=== WHAT IS EXPECTED ===
Going through the entries below, copy out each line that contains "name".

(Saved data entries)

//-
// Copyright (c) 2020, Jason Lingle
//
// This file is part of Crymap.
//
// Crymap is free software: you can  redistribute it and/or modify it under the
// terms of  the GNU General Public  License as published by  the Free Software
// Foundation, either version  3 of the License, or (at  your option) any later
// version.
//
// Crymap is distributed  in the hope that  it will be useful,  but WITHOUT ANY
// WARRANTY; without  even the implied  warranty of MERCHANTABILITY  or FITNESS
// FOR  A PARTICULAR  PURPOSE.  See the  GNU General  Public  License for  more
// details.
//
// You should have received a copy of the GNU General Public License along with
// Crymap. If not, see <http://www.gnu.org/licenses/>.

//! Evaluation of `SEARCH` criteria against a message and its flags.
//!
//! Evaluation is three-valued: every predicate is true, false, or unknown,
//! the latter when the data it refers to was not loaded into the
//! `SearchData`. This lets the same walk serve a caller which only has the
//! flags of a message, one which only has its content, and one which has
//! both. A predicate outside the loaded domain does not constrain the
//! result, even underneath `NOT` or `OR`.

use log::warn;
use regex::{self, Regex};

use super::model::*;
use crate::mime::entity::Entity;
use crate::mime::fetch::search::SearchData;
use crate::support::system_config::SearchConfig;

/// Determine whether `message` satisfies the content predicates of
/// `criteria`, using the default configuration.
///
/// Flag predicates are not constrained.
pub fn matches(message: &Entity, criteria: &SearchCriteria) -> bool {
    matches_with(message, criteria, &SearchConfig::default())
}

/// Like `matches`, but with an explicit configuration.
pub fn matches_with(
    message: &Entity,
    criteria: &SearchCriteria,
    config: &SearchConfig,
) -> bool {
    let mut data = SearchData::default();
    data.load_message(message, criteria.search_parts(), config);
    evaluate(criteria, &data).unwrap_or(true)
}

/// Determine whether a message with the given flags satisfies the flag
/// predicates of `criteria`.
///
/// Content predicates are not constrained.
pub fn matches_flags(flags: &[Flag], criteria: &SearchCriteria) -> bool {
    let mut data = SearchData::default();
    data.load_flags(flags);
    evaluate(criteria, &data).unwrap_or(true)
}

/// Determine whether a message satisfies `criteria` in full.
pub fn matches_message(
    message: &Entity,
    flags: &[Flag],
    criteria: &SearchCriteria,
) -> bool {
    let mut data = SearchData::default();
    data.load_flags(flags);
    data.load_message(
        message,
        criteria.search_parts(),
        &SearchConfig::default(),
    );
    evaluate(criteria, &data).unwrap_or(true)
}

/// Evaluate `criteria` against whatever is known in `data`.
///
/// Returns `None` if the result depends on data which has not been loaded.
pub fn evaluate(criteria: &SearchCriteria, data: &SearchData) -> Option<bool> {
    let mut result = Some(true);
    let mut push = |value: Option<bool>| result = and(result, value);

    // Dates are compared in the sender's own zone
    let local = data.date.map(|date| date.naive_local());
    let day = local.map(|local| local.date());
    if let Some(before) = criteria.before {
        push(day.map(|day| day < before));
    }
    if let Some(since) = criteria.since {
        push(local.map(|local| local > since.and_hms(0, 0, 0)));
    }
    if let Some(on) = criteria.on {
        push(day.map(|day| day == on));
    }

    if let Some(ref pat) = criteria.bcc {
        push(string_match(pat, data.bcc.as_deref()));
    }
    if let Some(ref pat) = criteria.cc {
        push(string_match(pat, data.cc.as_deref()));
    }
    if let Some(ref pat) = criteria.from {
        push(string_match(pat, data.from.as_deref()));
    }
    if let Some(ref pat) = criteria.to {
        push(string_match(pat, data.to.as_deref()));
    }
    if let Some(ref pat) = criteria.subject {
        push(string_match(pat, data.subject.as_deref()));
    }
    if let Some(ref pat) = criteria.body {
        push(string_match(pat, data.content.as_deref()));
    }
    if let Some(ref pat) = criteria.text {
        let in_header = data.headers.as_ref().map(|headers| {
            to_regex(pat).map_or(false, |r| {
                headers.iter().any(|(name, value)| {
                    r.is_match(&format!("{}: {}", name, value))
                })
            })
        });
        push(or(in_header, string_match(pat, data.content.as_deref())));
    }
    for &(ref name, ref pat) in &criteria.headers {
        push(data.headers.as_ref().map(|headers| {
            let value = headers.get(&name.to_ascii_lowercase());
            string_match(pat, value.map(|v| v.as_str())).unwrap_or(false)
        }));
    }

    if let Some(larger) = criteria.larger {
        push(data.size.map(|size| size > larger));
    }
    if let Some(smaller) = criteria.smaller {
        push(data.size.map(|size| size < smaller));
    }

    let has = |flag: &Flag| data.flags.as_ref().map(|f| f.contains(flag));
    for &(bit, ref flag, expected) in &[
        (FlagCriteria::ANSWERED, Flag::Answered, true),
        (FlagCriteria::DELETED, Flag::Deleted, true),
        (FlagCriteria::DRAFT, Flag::Draft, true),
        (FlagCriteria::FLAGGED, Flag::Flagged, true),
        (FlagCriteria::SEEN, Flag::Seen, true),
        (FlagCriteria::RECENT, Flag::Recent, true),
        (FlagCriteria::OLD, Flag::Recent, false),
        (FlagCriteria::UNANSWERED, Flag::Answered, false),
        (FlagCriteria::UNDELETED, Flag::Deleted, false),
        (FlagCriteria::UNDRAFT, Flag::Draft, false),
        (FlagCriteria::UNFLAGGED, Flag::Flagged, false),
        (FlagCriteria::UNSEEN, Flag::Seen, false),
    ] {
        if criteria.flags.contains(bit) {
            push(has(flag).map(|present| present == expected));
        }
    }
    if criteria.flags.contains(FlagCriteria::NEW) {
        push(and(has(&Flag::Recent), not(has(&Flag::Seen))));
    }

    if let Some(ref kw) = criteria.keyword {
        push(has_keyword(data, kw));
    }
    if let Some(ref kw) = criteria.unkeyword {
        push(not(has_keyword(data, kw)));
    }

    if let Some(ref child) = criteria.not {
        push(not(evaluate(child, data)));
    }
    if let Some(ref pair) = criteria.or {
        push(or(evaluate(&pair.0, data), evaluate(&pair.1, data)));
    }

    result
}

fn and(a: Option<bool>, b: Option<bool>) -> Option<bool> {
    match (a, b) {
        (Some(false), _) | (_, Some(false)) => Some(false),
        (Some(true), Some(true)) => Some(true),
        _ => None,
    }
}

fn or(a: Option<bool>, b: Option<bool>) -> Option<bool> {
    match (a, b) {
        (Some(true), _) | (_, Some(true)) => Some(true),
        (Some(false), Some(false)) => Some(false),
        _ => None,
    }
}

fn not(a: Option<bool>) -> Option<bool> {
    a.map(|v| !v)
}

fn string_match(pat: &str, value: Option<&str>) -> Option<bool> {
    let value = value?;
    Some(to_regex(pat).map_or(false, |r| r.is_match(value)))
}

/// A keyword which cannot be a flag at all is simply never set.
fn has_keyword(data: &SearchData, kw: &str) -> Option<bool> {
    data.flags.as_ref().map(|flags| {
        kw.parse::<Flag>()
            .map_or(false, |flag| flags.contains(&flag))
    })
}

/// Convert a search pattern into a regex.
///
/// We use the regex library for substring matching both for its excellent
/// substring search and for its case-insensitivity. Whitespace in the
/// pattern matches any run of whitespace, since header values retain their
/// folding.
///
/// Returns `None` if the pattern is too large to compile.
fn to_regex(pat: &str) -> Option<Regex> {
    let mut regex_str = String::new();
    for (ix, chunk) in pat.split_whitespace().enumerate() {
        if 0 != ix {
            regex_str.push_str("[ \r\n\t]+");
        }
        regex_str.push_str(&regex::escape(chunk));
    }

    match regex::RegexBuilder::new(&regex_str)
        .case_insensitive(true)
        .build()
    {
        Ok(regex) => Some(regex),
        Err(e) => {
            warn!("Search pattern rejected: {}", e);
            None
        },
    }
}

=== ANSWER FOR THE TASK ===
                headers.iter().any(|(name, value)| {
                    r.is_match(&format!("{}: {}", name, value))
    for &(ref name, ref pat) in &criteria.headers {
            let value = headers.get(&name.to_ascii_lowercase());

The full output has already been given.